Processor Design - RISC,CISC & ROPS
Written by Harry Fairhead   
Friday, 23 March 2018
Article Index
Processor Design - RISC,CISC & ROPS
ROPs, Pipelining & SuperScalar

When it comes to processor architecture we still don’t  have a clear agreement on what sort of design philosophies should be followed. How do you make a faster general purpose processor? This is a question about architecture. 

Processor perfection

If you want to start a really good argument among a group of hardware enthusiasts just mention the fact that such-and-such a processor is better then some other!

When it comes to processor architecture we don’t even have a clear agreement on what sort of design philosophies should be followed to produce a good one. What we do have is a collection of techniques and approaches that all promise to deliver processor perfection.

In the early days of computer design the big problem was simply that any sort of processor took so much electronics to build that the main concern was keeping things simple. Even when integrated circuits became possible it was still difficult to achieve the sort of component density needed to implement a complete processor on one chip.

As a result the early microprocessors were very primitive even by the standards of computer design of the day. This is the reason that they were called "microcontrollers" or "microprocessors" - even the idea they could be used to create a small computer system was thought to be slightly silly. 
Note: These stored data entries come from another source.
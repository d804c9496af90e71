//! Per-show state using the actor pattern.
//!
//! Each show gets its own actor task. Different shows never block each other;
//! everything touching one show is serialized through its actor.
//!
//! # Architecture
//!
//! ```text
//! ┌──────────────┐  ShowCommand   ┌──────────────┐  ServerMessage  ┌──────────────┐
//! │  Connection  │───────────────▶│  ShowActor   │────────────────▶│ Room outboxes│
//! │   handlers   │  (mpsc)        │              │  (per client)   │              │
//! └──────────────┘                └──────┬───────┘                 └──────────────┘
//!                                        │  ▲
//!                  HoldRegistry ◀────────┤  │ Expire { key }
//!                                        │  │
//!                   BookingCoordinator ──┘  └── hold timer tasks
//!                          │
//!                          ▼
//!                       Storage
//! ```

use std::sync::Arc;

use tokio::sync::mpsc;
use tokio::time::Duration;

use seat_core::Show;

mod actor;
pub mod booking;
mod commands;
mod handle;
pub mod holds;
mod room;

pub use actor::ShowActor;
pub use booking::{BookingCoordinator, CommitError, CommitRejection};
pub use commands::{HeldSeat, ShowCommand, ShowError, ShowSnapshot};
pub use handle::ShowHandle;
pub use holds::{HoldError, HoldRegistry, Holder, DEFAULT_HOLD_DURATION, DEFAULT_MAX_HOLDS_PER_HOLDER};
pub use room::{Outbox, Room, OUTBOX_CAPACITY};

use crate::storage::Storage;

/// Command buffer size of each show actor.
const COMMAND_BUFFER: usize = 100;

/// Tunables shared by every show actor.
#[derive(Debug, Clone, Copy, PartialEq, Eq)]
pub struct ShowSettings {
    pub hold_duration: Duration,
    pub max_holds_per_holder: usize,
}

impl Default for ShowSettings {
    fn default() -> Self {
        Self {
            hold_duration: DEFAULT_HOLD_DURATION,
            max_holds_per_holder: DEFAULT_MAX_HOLDS_PER_HOLDER,
        }
    }
}

/// Spawns the actor for `show` and returns a handle to it.
///
/// The actor stops when every handle has been dropped.
pub fn spawn_show(show: Show, storage: Arc<dyn Storage>, settings: ShowSettings) -> ShowHandle {
    let (cmd_tx, cmd_rx) = mpsc::channel(COMMAND_BUFFER);
    let handle = ShowHandle::new(show.id.clone(), cmd_tx.clone());

    let actor = ShowActor::new(
        show,
        cmd_rx,
        cmd_tx.downgrade(),
        BookingCoordinator::new(storage),
        settings,
    );
    tokio::spawn(actor.run());

    handle
}
//! seatd - seat reservation daemon
//!
//! This crate provides the concurrency core of the booking system:
//! - `show` - per-show actor owning the hold registry and booking coordinator
//! - `directory` - lazily started show actors
//! - `session` - which connection owns what, for disconnect clean-up
//! - `storage` - durable storage contract and the in-memory snapshot store
//! - `server` - Unix socket server for client connections
//! - `config` - daemon configuration
//!
//! # Architecture
//!
//! ```text
//! ┌─────────────────────────────────────────────────────────────┐
//! │                        seatd daemon                         │
//! ├─────────────────────────────────────────────────────────────┤
//! │                                                             │
//! │  ┌─────────────────┐     ┌─────────────────────────────┐    │
//! │  │   SeatServer    │────▶│   ShowActor (one per show)  │    │
//! │  │ (Unix Socket)   │     │ holds, room, coordinator    │    │
//! │  └────────┬────────┘     └──────────────┬──────────────┘    │
//! │           │                             │                   │
//! │           │ connections                 │ commit            │
//! │           ▼                             ▼                   │
//! │  ┌─────────────────┐     ┌─────────────────────────────┐    │
//! │  │ConnectionHandler│     │   Storage (MemoryStore)     │    │
//! │  │  (per client)   │     │   atomic transactions       │    │
//! │  └─────────────────┘     └─────────────────────────────┘    │
//! │                                                             │
//! └─────────────────────────────────────────────────────────────┘
//! ```
//!
//! # Panic-Free Guarantees
//!
//! All production code in this crate follows the panic-free policy:
//! - No `.unwrap()`, `.expect()`, `panic!()`, `unreachable!()`, `todo!()`
//! - All fallible operations return `Result` or `Option`
//! - Channel operations handle closure gracefully

pub mod config;
pub mod directory;
pub mod server;
pub mod session;
pub mod show;
pub mod storage;
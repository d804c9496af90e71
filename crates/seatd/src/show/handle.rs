//! Client interface for one show actor.
//!
//! # Panic-Free Guarantees
//!
//! - No `.unwrap()`, `.expect()`, `panic!()`, `unreachable!()`, `todo!()`
//! - Channel errors are mapped to `ShowError::ChannelClosed`

use tokio::sync::{mpsc, oneshot};

use seat_core::{ConnectionId, Money, SeatCode, ShowId};

use super::commands::{HeldSeat, ShowCommand, ShowError, ShowSnapshot};
use super::holds::Holder;
use super::room::Outbox;
use crate::storage::BookingReceipt;

/// Cheap-to-clone handle for sending commands to a show actor.
#[derive(Debug, Clone)]
pub struct ShowHandle {
    show_id: ShowId,
    sender: mpsc::Sender<ShowCommand>,
}

impl ShowHandle {
    pub fn new(show_id: ShowId, sender: mpsc::Sender<ShowCommand>) -> Self {
        Self { show_id, sender }
    }

    pub fn show_id(&self) -> &ShowId {
        &self.show_id
    }

    /// Starts watching the show.
    ///
    /// The `joined` snapshot is delivered through `outbox`.
    pub async fn join(&self, connection: ConnectionId, outbox: Outbox) -> Result<(), ShowError> {
        let (tx, rx) = oneshot::channel();
        self.send(ShowCommand::Join {
            connection,
            outbox,
            respond_to: tx,
        })
        .await?;
        rx.await.map_err(|_| ShowError::ChannelClosed)?
    }

    /// Stops watching. Returns whether the connection was watching.
    pub async fn leave(&self, connection: ConnectionId) -> Result<bool, ShowError> {
        let (tx, rx) = oneshot::channel();
        self.send(ShowCommand::Leave {
            connection,
            respond_to: tx,
        })
        .await?;
        rx.await.map_err(|_| ShowError::ChannelClosed)
    }

    /// Places a hold on one seat.
    ///
    /// # Errors
    ///
    /// - `ShowError::NotJoined` if the connection has not joined the show
    /// - `ShowError::Hold` for admission failures (`AlreadyHeld`, ...)
    /// - `ShowError::ChannelClosed` if the actor has shut down
    pub async fn select(&self, holder: Holder, seat: SeatCode) -> Result<HeldSeat, ShowError> {
        let (tx, rx) = oneshot::channel();
        self.send(ShowCommand::Select {
            holder,
            seat,
            respond_to: tx,
        })
        .await?;
        rx.await.map_err(|_| ShowError::ChannelClosed)?
    }

    pub async fn unselect(&self, holder: Holder, seat: SeatCode) -> Result<(), ShowError> {
        let (tx, rx) = oneshot::channel();
        self.send(ShowCommand::Unselect {
            holder,
            seat,
            respond_to: tx,
        })
        .await?;
        rx.await.map_err(|_| ShowError::ChannelClosed)?
    }

    /// Books held seats.
    ///
    /// # Errors
    ///
    /// - `ShowError::Commit` with `CommitError::Rejected` when validation
    ///   fails, or `CommitError::TransactionFailed` when storage fails
    /// - `ShowError::ChannelClosed` if the actor has shut down
    pub async fn commit(
        &self,
        holder: Holder,
        seats: Vec<SeatCode>,
        amount: Money,
    ) -> Result<BookingReceipt, ShowError> {
        let (tx, rx) = oneshot::channel();
        self.send(ShowCommand::Commit {
            holder,
            seats,
            amount,
            respond_to: tx,
        })
        .await?;
        rx.await.map_err(|_| ShowError::ChannelClosed)?
    }

    /// Books places on a general-admission show.
    pub async fn book_general(
        &self,
        holder: Holder,
        quantity: u32,
        amount: Money,
    ) -> Result<BookingReceipt, ShowError> {
        let (tx, rx) = oneshot::channel();
        self.send(ShowCommand::BookGeneral {
            holder,
            quantity,
            amount,
            respond_to: tx,
        })
        .await?;
        rx.await.map_err(|_| ShowError::ChannelClosed)?
    }

    /// Releases everything `connection` owns in this show.
    ///
    /// Fire-and-forget: errors are ignored (the actor may be shutting down).
    pub async fn disconnect(&self, connection: ConnectionId) {
        let _ = self.sender.send(ShowCommand::Disconnect { connection }).await;
    }

    /// Returns `None` if the actor has shut down.
    pub async fn snapshot(&self) -> Option<ShowSnapshot> {
        let (tx, rx) = oneshot::channel();
        self.sender
            .send(ShowCommand::Snapshot { respond_to: tx })
            .await
            .ok()?;
        rx.await.ok()
    }

    pub fn is_connected(&self) -> bool {
        !self.sender.is_closed()
    }

    async fn send(&self, cmd: ShowCommand) -> Result<(), ShowError> {
        self.sender
            .send(cmd)
            .await
            .map_err(|_| ShowError::ChannelClosed)
    }
}
//! Type-safe identifiers.

use serde::{Deserialize, Serialize};
use std::fmt;
use uuid::Uuid;

macro_rules! string_id {
    ($(#[$meta:meta])* $name:ident) => {
        $(#[$meta])*
        #[derive(Debug, Clone, PartialEq, Eq, PartialOrd, Ord, Hash, Default, Serialize, Deserialize)]
        #[serde(transparent)]
        pub struct $name(String);

        impl $name {
            pub fn new(id: impl Into<String>) -> Self {
                Self(id.into())
            }

            pub fn as_str(&self) -> &str {
                &self.0
            }
        }

        impl fmt::Display for $name {
            fn fmt(&self, f: &mut fmt::Formatter<'_>) -> fmt::Result {
                write!(f, "{}", self.0)
            }
        }

        impl From<String> for $name {
            fn from(s: String) -> Self {
                Self(s)
            }
        }

        impl From<&str> for $name {
            fn from(s: &str) -> Self {
                Self(s.to_string())
            }
        }

        impl AsRef<str> for $name {
            fn as_ref(&self) -> &str {
                &self.0
            }
        }
    };
}

string_id!(
    /// Identifier of one sellable show (a date/time/venue instance of an event).
    ShowId
);

string_id!(
    /// Identifier of a user account (buyers and vendors alike).
    UserId
);

string_id!(
    /// Identifier of one client connection.
    ///
    /// Assigned by the server at handshake ("conn-<n>") unless the client
    /// supplies its own.
    ConnectionId
);

/// Seat code: row letters followed by a 1-based column number, e.g. "A1", "J10".
///
/// Rows past `Z` continue spreadsheet-style (`AA`, `AB`, ...).
#[derive(Debug, Clone, PartialEq, Eq, PartialOrd, Ord, Hash, Serialize, Deserialize)]
#[serde(transparent)]
pub struct SeatCode(String);

impl SeatCode {
    pub fn new(code: impl Into<String>) -> Self {
        Self(code.into())
    }

    /// Builds the code for a zero-based grid position.
    pub fn at(row: usize, col: usize) -> Self {
        Self(format!("{}{}", row_label(row), col + 1))
    }

    pub fn as_str(&self) -> &str {
        &self.0
    }
}

/// Spreadsheet-style row label for a zero-based row index.
pub fn row_label(row: usize) -> String {
    let mut n = row + 1;
    let mut label = Vec::new();
    while n > 0 {
        let rem = (n - 1) % 26;
        label.push(char::from(b'A' + rem as u8));
        n = (n - 1) / 26;
    }
    label.iter().rev().collect()
}

impl fmt::Display for SeatCode {
    fn fmt(&self, f: &mut fmt::Formatter<'_>) -> fmt::Result {
        write!(f, "{}", self.0)
    }
}

impl From<&str> for SeatCode {
    fn from(s: &str) -> Self {
        Self(s.to_string())
    }
}

impl From<String> for SeatCode {
    fn from(s: String) -> Self {
        Self(s)
    }
}

/// Identifier of a durable ticket record.
#[derive(Debug, Clone, Copy, PartialEq, Eq, Hash, Serialize, Deserialize)]
#[serde(transparent)]
pub struct TicketId(Uuid);

impl TicketId {
    /// Generates a fresh random ticket id.
    pub fn generate() -> Self {
        Self(Uuid::new_v4())
    }

    pub fn as_uuid(&self) -> &Uuid {
        &self.0
    }
}

impl fmt::Display for TicketId {
    fn fmt(&self, f: &mut fmt::Formatter<'_>) -> fmt::Result {
        write!(f, "{}", self.0)
    }
}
The very first processor design philosophy was just the simple idea that more is better. Designers attempted to make a processor do more at each step and tried to make each step take less and less time.

Most processors are “synchronous” – that is they use a clock to time when instructions occur. There are asynchronous designs were different things occur at different times and rates across the processor but so far these are mostly experimental systems. 
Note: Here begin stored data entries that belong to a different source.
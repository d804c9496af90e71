//! Protocol message types for daemon communication.
//!
//! Messages are newline-delimited JSON objects with a `type` tag. Every
//! client message also carries the sender's `protocol_version`.

use crate::version::ProtocolVersion;
use seat_core::{ConnectionId, Money, SeatCode, ShowId, Ticket, UserId};
use serde::{Deserialize, Serialize};

/// Message types that can be sent by clients to the daemon.
#[derive(Debug, Clone, Serialize, Deserialize)]
#[serde(tag = "type", rename_all = "snake_case")]
pub enum MessageType {
    /// Handshake. `user_id` becomes the holder identity for every later
    /// request on this connection.
    Connect {
        user_id: UserId,
        /// Client-chosen connection id (optional)
        #[serde(default, skip_serializing_if = "Option::is_none")]
        client_id: Option<String>,
    },

    /// Start watching a show's seat map
    Join { show_id: ShowId },

    /// Stop watching a show. Holds are kept until they expire or are released.
    Leave { show_id: ShowId },

    /// Request a hold on one seat
    Select { show_id: ShowId, seat: SeatCode },

    /// Release a hold
    Unselect { show_id: ShowId, seat: SeatCode },

    /// Convert held seats into a ticket
    Commit {
        show_id: ShowId,
        seats: Vec<SeatCode>,
        /// Total the client expects to pay
        amount: Money,
    },

    /// Book places on a general-admission show
    BookGeneral {
        show_id: ShowId,
        quantity: u32,
        amount: Money,
    },

    /// Ping to check connection
    Ping { seq: u64 },

    /// Client disconnecting gracefully
    Disconnect,
}

/// Messages sent from client to daemon.
#[derive(Debug, Clone, Serialize, Deserialize)]
pub struct ClientMessage {
    pub protocol_version: ProtocolVersion,

    #[serde(flatten)]
    pub message: MessageType,
}

impl ClientMessage {
    /// Creates a new client message with current protocol version.
    pub fn new(message: MessageType) -> Self {
        Self {
            protocol_version: ProtocolVersion::CURRENT,
            message,
        }
    }

    pub fn connect(user_id: impl Into<UserId>, client_id: Option<String>) -> Self {
        Self::new(MessageType::Connect {
            user_id: user_id.into(),
            client_id,
        })
    }

    pub fn join(show_id: impl Into<ShowId>) -> Self {
        Self::new(MessageType::Join {
            show_id: show_id.into(),
        })
    }

    pub fn leave(show_id: impl Into<ShowId>) -> Self {
        Self::new(MessageType::Leave {
            show_id: show_id.into(),
        })
    }

    pub fn select(show_id: impl Into<ShowId>, seat: impl Into<SeatCode>) -> Self {
        Self::new(MessageType::Select {
            show_id: show_id.into(),
            seat: seat.into(),
        })
    }

    pub fn unselect(show_id: impl Into<ShowId>, seat: impl Into<SeatCode>) -> Self {
        Self::new(MessageType::Unselect {
            show_id: show_id.into(),
            seat: seat.into(),
        })
    }

    pub fn commit(show_id: impl Into<ShowId>, seats: Vec<SeatCode>, amount: Money) -> Self {
        Self::new(MessageType::Commit {
            show_id: show_id.into(),
            seats,
            amount,
        })
    }

    pub fn book_general(show_id: impl Into<ShowId>, quantity: u32, amount: Money) -> Self {
        Self::new(MessageType::BookGeneral {
            show_id: show_id.into(),
            quantity,
            amount,
        })
    }

    pub fn ping(seq: u64) -> Self {
        Self::new(MessageType::Ping { seq })
    }

    pub fn disconnect() -> Self {
        Self::new(MessageType::Disconnect)
    }
}

/// Messages sent from daemon to clients.
#[derive(Debug, Clone, PartialEq, Serialize, Deserialize)]
#[serde(tag = "type", rename_all = "snake_case")]
pub enum ServerMessage {
    /// Connection accepted
    Connected {
        protocol_version: ProtocolVersion,
        client_id: ConnectionId,
    },

    /// Connection rejected (version mismatch, capacity, etc.)
    Rejected {
        reason: String,
        protocol_version: ProtocolVersion,
    },

    /// Snapshot sent after a join. Holder identities are never exposed.
    Joined {
        show_id: ShowId,
        held_seats: Vec<SeatCode>,
        booked_seats: Vec<SeatCode>,
    },

    /// Acknowledges a leave
    Left { show_id: ShowId },

    /// Your select succeeded
    Held {
        show_id: ShowId,
        seat: SeatCode,
        expires_in_ms: u64,
    },

    /// Your unselect succeeded
    Released { show_id: ShowId, seat: SeatCode },

    /// Someone else now holds this seat
    Locked { show_id: ShowId, seat: SeatCode },

    /// The seat is free again
    Unlocked { show_id: ShowId, seat: SeatCode },

    /// The seat has been sold
    Booked { show_id: ShowId, seat: SeatCode },

    /// Your hold on this seat timed out
    HoldExpired { show_id: ShowId, seat: SeatCode },

    /// Your commit went through
    CommitSuccess {
        show_id: ShowId,
        ticket: Box<Ticket>,
        new_balance: Money,
    },

    /// Your commit was refused; nothing changed
    CommitError {
        show_id: ShowId,
        reasons: Vec<String>,
        /// True when the identical request may simply be retried
        retryable: bool,
    },

    /// Pong response to ping
    Pong { seq: u64 },

    /// Request-level error
    Error {
        message: String,
        #[serde(default, skip_serializing_if = "Option::is_none")]
        code: Option<String>,
    },
}

impl ServerMessage {
    pub fn connected(client_id: ConnectionId) -> Self {
        Self::Connected {
            protocol_version: ProtocolVersion::CURRENT,
            client_id,
        }
    }

    pub fn rejected(reason: &str) -> Self {
        Self::Rejected {
            reason: reason.to_string(),
            protocol_version: ProtocolVersion::CURRENT,
        }
    }

    pub fn locked(show_id: ShowId, seat: SeatCode) -> Self {
        Self::Locked { show_id, seat }
    }

    pub fn unlocked(show_id: ShowId, seat: SeatCode) -> Self {
        Self::Unlocked { show_id, seat }
    }

    pub fn booked(show_id: ShowId, seat: SeatCode) -> Self {
        Self::Booked { show_id, seat }
    }

    pub fn hold_expired(show_id: ShowId, seat: SeatCode) -> Self {
        Self::HoldExpired { show_id, seat }
    }

    pub fn pong(seq: u64) -> Self {
        Self::Pong { seq }
    }

    pub fn error(message: &str) -> Self {
        Self::Error {
            message: message.to_string(),
            code: None,
        }
    }

    pub fn error_with_code(message: &str, code: &str) -> Self {
        Self::Error {
            message: message.to_string(),
            code: Some(code.to_string()),
        }
    }

    /// The show this message concerns, if any.
    pub fn show_id(&self) -> Option<&ShowId> {
        match self {
            Self::Joined { show_id, .. }
            | Self::Left { show_id }
            | Self::Held { show_id, .. }
            | Self::Released { show_id, .. }
            | Self::Locked { show_id, .. }
            | Self::Unlocked { show_id, .. }
            | Self::Booked { show_id, .. }
            | Self::HoldExpired { show_id, .. }
            | Self::CommitSuccess { show_id, .. }
            | Self::CommitError { show_id, .. } => Some(show_id),
            Self::Connected { .. }
            | Self::Rejected { .. }
            | Self::Pong { .. }
            | Self::Error { .. } => None,
        }
    }
}

#[cfg(test)]
mod tests {
    use super::*;

    #[test]
    fn test_client_message_serialization() {
        let msg = ClientMessage::select("S1", "A1");
        let json = serde_json::to_value(&msg).unwrap();
        assert_eq!(json["type"], "select");
        assert_eq!(json["show_id"], "S1");
        assert_eq!(json["seat"], "A1");
        assert_eq!(json["protocol_version"]["major"], 1);
    }

    #[test]
    fn test_commit_parses_amount_in_rupees() {
        let raw = r#"{"protocol_version":{"major":1,"minor":0},"type":"commit","show_id":"S1","seats":["A1","A2"],"amount":400}"#;
        let parsed: ClientMessage = serde_json::from_str(raw).unwrap();
        match parsed.message {
            MessageType::Commit { seats, amount, .. } => {
                assert_eq!(seats.len(), 2);
                assert_eq!(amount, Money::rupees(400));
            }
            other => panic!("Expected Commit, got {other:?}"),
        }
    }

    #[test]
    fn test_server_message_tags() {
        let msg = ServerMessage::hold_expired(ShowId::new("S1"), SeatCode::from("C3"));
        let json = serde_json::to_string(&msg).unwrap();
        assert!(json.contains("\"type\":\"hold_expired\""));

        let msg = ServerMessage::error_with_code("seat is held", "already_held");
        let json = serde_json::to_value(&msg).unwrap();
        assert_eq!(json["code"], "already_held");
    }

    #[test]
    fn test_show_id_accessor() {
        let msg = ServerMessage::booked(ShowId::new("S1"), SeatCode::from("A1"));
        assert_eq!(msg.show_id().map(ShowId::as_str), Some("S1"));
        assert!(ServerMessage::pong(1).show_id().is_none());
    }
}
At its simplest, a synchronous processor carries out one instruction (or at least the same number of instructions) per clock cycle. Hence you can get more processor power simply by increasing the clock frequency.

Initially processors operated at 1MHz (i.e. 1 million pulses per second) but over the years clock rates have shot up to 3-4GHz (i.e. 1 thousand million pulses per second). What this means is if nothing else had changed the processor we use today would be 1000 times faster than the ones we used back in the 1980s.

It is worth thinking about these figures for a moment. The electronics becomes more difficult to design as the frequency it handles increases. The problems are that much above 1MHz the signals start to radiate as radio waves. For example 1MHz is classed as medium frequency, 1GHz is UHF and used for TV signals, 2GHz is the frequency used by WiFi and microwave ovens.   So building a computer at 2GHz and above gets increasingly difficult as the frequency goes up.

It is still true that increasing the clock rate is one of the most effective way of speeding things up – but it’s not the most interesting and recently the effort to increase clock rate has run out of steam so much so that we can no longer rely on simple clock speed increases to keep our bloated software running faster each year.

CISC and RISC

So the really important question is:

How can you make a processor faster without increasing the clock speed?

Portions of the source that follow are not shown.